Stored records:
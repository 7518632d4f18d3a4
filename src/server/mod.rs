//! HTTP backend of the learning platform.
//!
//! Handles accounts, the curriculum (units, lessons, exercises, quizzes, daily
//! challenges), learner progress and gamification on top of Axum and SeaORM.
//!
//! # Layers
//!
//! - `controller/` - Axum handlers; authenticate with `AuthGuard`, turn DTOs into params,
//!   call a service and turn the result back into a DTO
//! - `service/` - Validation and rules: XP, streaks, achievements, scoring, unlocks
//! - `data/` - Repositories over SeaORM entities, returning domain models
//! - `model/` - Domain models and per-operation parameter types
//! - `middleware/` - Bearer token authentication guard
//! - `error/` - `AppError` and its mapping to `{"error": ...}` responses
//!
//! `config`, `state`, `startup` and `router` wire these together at launch; `util/`
//! holds input parsing and answer comparison.
//!
//! A request enters through `router`, reaches a controller, and from there only flows
//! downwards: controllers call services, services call repositories. Repositories never
//! return `AppError`; services map `DbErr` and missing rows into it.

pub mod config;
pub mod controller;
pub mod data;
pub mod error;
pub mod middleware;
pub mod model;
pub mod router;
pub mod service;
pub mod startup;
pub mod state;
pub mod util;
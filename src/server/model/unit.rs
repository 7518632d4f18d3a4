//! Unit domain models, parameters and the learner progress view.

use chrono::{DateTime, Utc};
use entity::sea_orm_active_enums::DifficultyLevel;

use crate::{
    model::unit::{CreateUnitDto, UnitDto, UnitLessonDto, UnitProgressDto, UpdateUnitDto},
    server::{
        error::AppError,
        model::{exercise::Exercise, lesson::Lesson},
        util::parse::{optional_text, required_text},
    },
};

const DEFAULT_ESTIMATED_DURATION: i32 = 60;

#[derive(Debug, Clone, PartialEq)]
pub struct Unit {
    pub id: i32,
    pub title: String,
    pub description: Option<String>,
    pub order_index: i32,
    pub icon: Option<String>,
    pub color_theme: Option<String>,
    pub estimated_duration: Option<i32>,
    pub difficulty: DifficultyLevel,
    pub created_at: DateTime<Utc>,
}

impl Unit {
    pub fn from_entity(entity: entity::unit::Model) -> Self {
        Self {
            id: entity.id,
            title: entity.title,
            description: entity.description,
            order_index: entity.order_index,
            icon: entity.icon,
            color_theme: entity.color_theme,
            estimated_duration: entity.estimated_duration,
            difficulty: entity.difficulty,
            created_at: entity.created_at,
        }
    }

    pub fn into_dto(self, lessons_count: u64) -> UnitDto {
        UnitDto {
            id: self.id,
            title: self.title,
            description: self.description,
            difficulty: self.difficulty.as_str().to_string(),
            order_index: self.order_index,
            color_theme: self.color_theme,
            estimated_duration: self.estimated_duration,
            lessons_count,
        }
    }
}

/// Parses a difficulty name case-insensitively.
pub fn parse_difficulty(value: &str) -> Result<DifficultyLevel, AppError> {
    DifficultyLevel::parse(value).ok_or_else(|| AppError::BadRequest("Invalid difficulty".to_string()))
}

#[derive(Debug, Clone)]
pub struct CreateUnitParams {
    pub title: String,
    pub description: Option<String>,
    pub difficulty: DifficultyLevel,
    pub order_index: i32,
    pub icon: Option<String>,
    pub color_theme: Option<String>,
    pub estimated_duration: i32,
}

impl CreateUnitParams {
    /// Validates a create request.
    ///
    /// # Returns
    /// - `Ok(CreateUnitParams)` - Title present and difficulty known (defaults to beginner)
    /// - `Err(AppError::BadRequest)` - Missing title or unknown difficulty
    pub fn from_dto(dto: CreateUnitDto) -> Result<Self, AppError> {
        let title = required_text(dto.title.as_deref(), "title")?;
        let difficulty = match dto.difficulty.as_deref() {
            Some(d) => parse_difficulty(d)?,
            None => DifficultyLevel::Beginner,
        };

        Ok(Self {
            title,
            description: optional_text(dto.description),
            difficulty,
            order_index: dto.order_index.unwrap_or(1),
            icon: optional_text(dto.icon),
            color_theme: optional_text(dto.color_theme),
            estimated_duration: dto.estimated_duration.unwrap_or(DEFAULT_ESTIMATED_DURATION),
        })
    }
}

#[derive(Debug, Clone)]
pub struct UpdateUnitParams {
    pub id: i32,
    pub title: Option<String>,
    pub description: Option<String>,
    pub difficulty: Option<DifficultyLevel>,
    pub order_index: Option<i32>,
    pub icon: Option<String>,
    pub color_theme: Option<String>,
    pub estimated_duration: Option<i32>,
}

impl UpdateUnitParams {
    pub fn from_dto(id: i32, dto: UpdateUnitDto) -> Result<Self, AppError> {
        let title = match dto.title {
            Some(t) => Some(required_text(Some(&t), "title")?),
            None => None,
        };
        let difficulty = dto.difficulty.as_deref().map(parse_difficulty).transpose()?;

        Ok(Self {
            id,
            title,
            description: dto.description,
            difficulty,
            order_index: dto.order_index,
            icon: dto.icon,
            color_theme: dto.color_theme,
            estimated_duration: dto.estimated_duration,
        })
    }
}

/// Lesson inside a learner's unit view.
#[derive(Debug, Clone)]
pub struct UnitLesson {
    pub lesson: Lesson,
    pub completed: bool,
    pub exercises: Vec<Exercise>,
}

/// Unit with the caller's completion percentage and unlock state.
#[derive(Debug, Clone)]
pub struct UnitProgress {
    pub unit: Unit,
    pub lessons: Vec<UnitLesson>,
    pub completed_lessons: u64,
    pub progress: i32,
    pub is_unlocked: bool,
}

impl UnitProgress {
    pub fn into_dto(self) -> UnitProgressDto {
        UnitProgressDto {
            id: self.unit.id,
            title: self.unit.title,
            description: self.unit.description,
            difficulty: self.unit.difficulty.as_str().to_string(),
            order_index: self.unit.order_index,
            color_theme: self.unit.color_theme,
            estimated_duration: self.unit.estimated_duration,
            lessons_count: self.lessons.len() as u64,
            completed_lessons: self.completed_lessons,
            progress: self.progress,
            is_unlocked: self.is_unlocked,
            lessons: self
                .lessons
                .into_iter()
                .map(|l| UnitLessonDto {
                    lesson: l.lesson.into_dto(),
                    completed: l.completed,
                    exercises: l.exercises.into_iter().map(|e| e.into_practice_dto()).collect(),
                })
                .collect(),
        }
    }
}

Directions for this task: Report every line of the entries that carries the word "view".

Result for this task:
//! Unit domain models, parameters and the learner progress view.
/// Lesson inside a learner's unit view.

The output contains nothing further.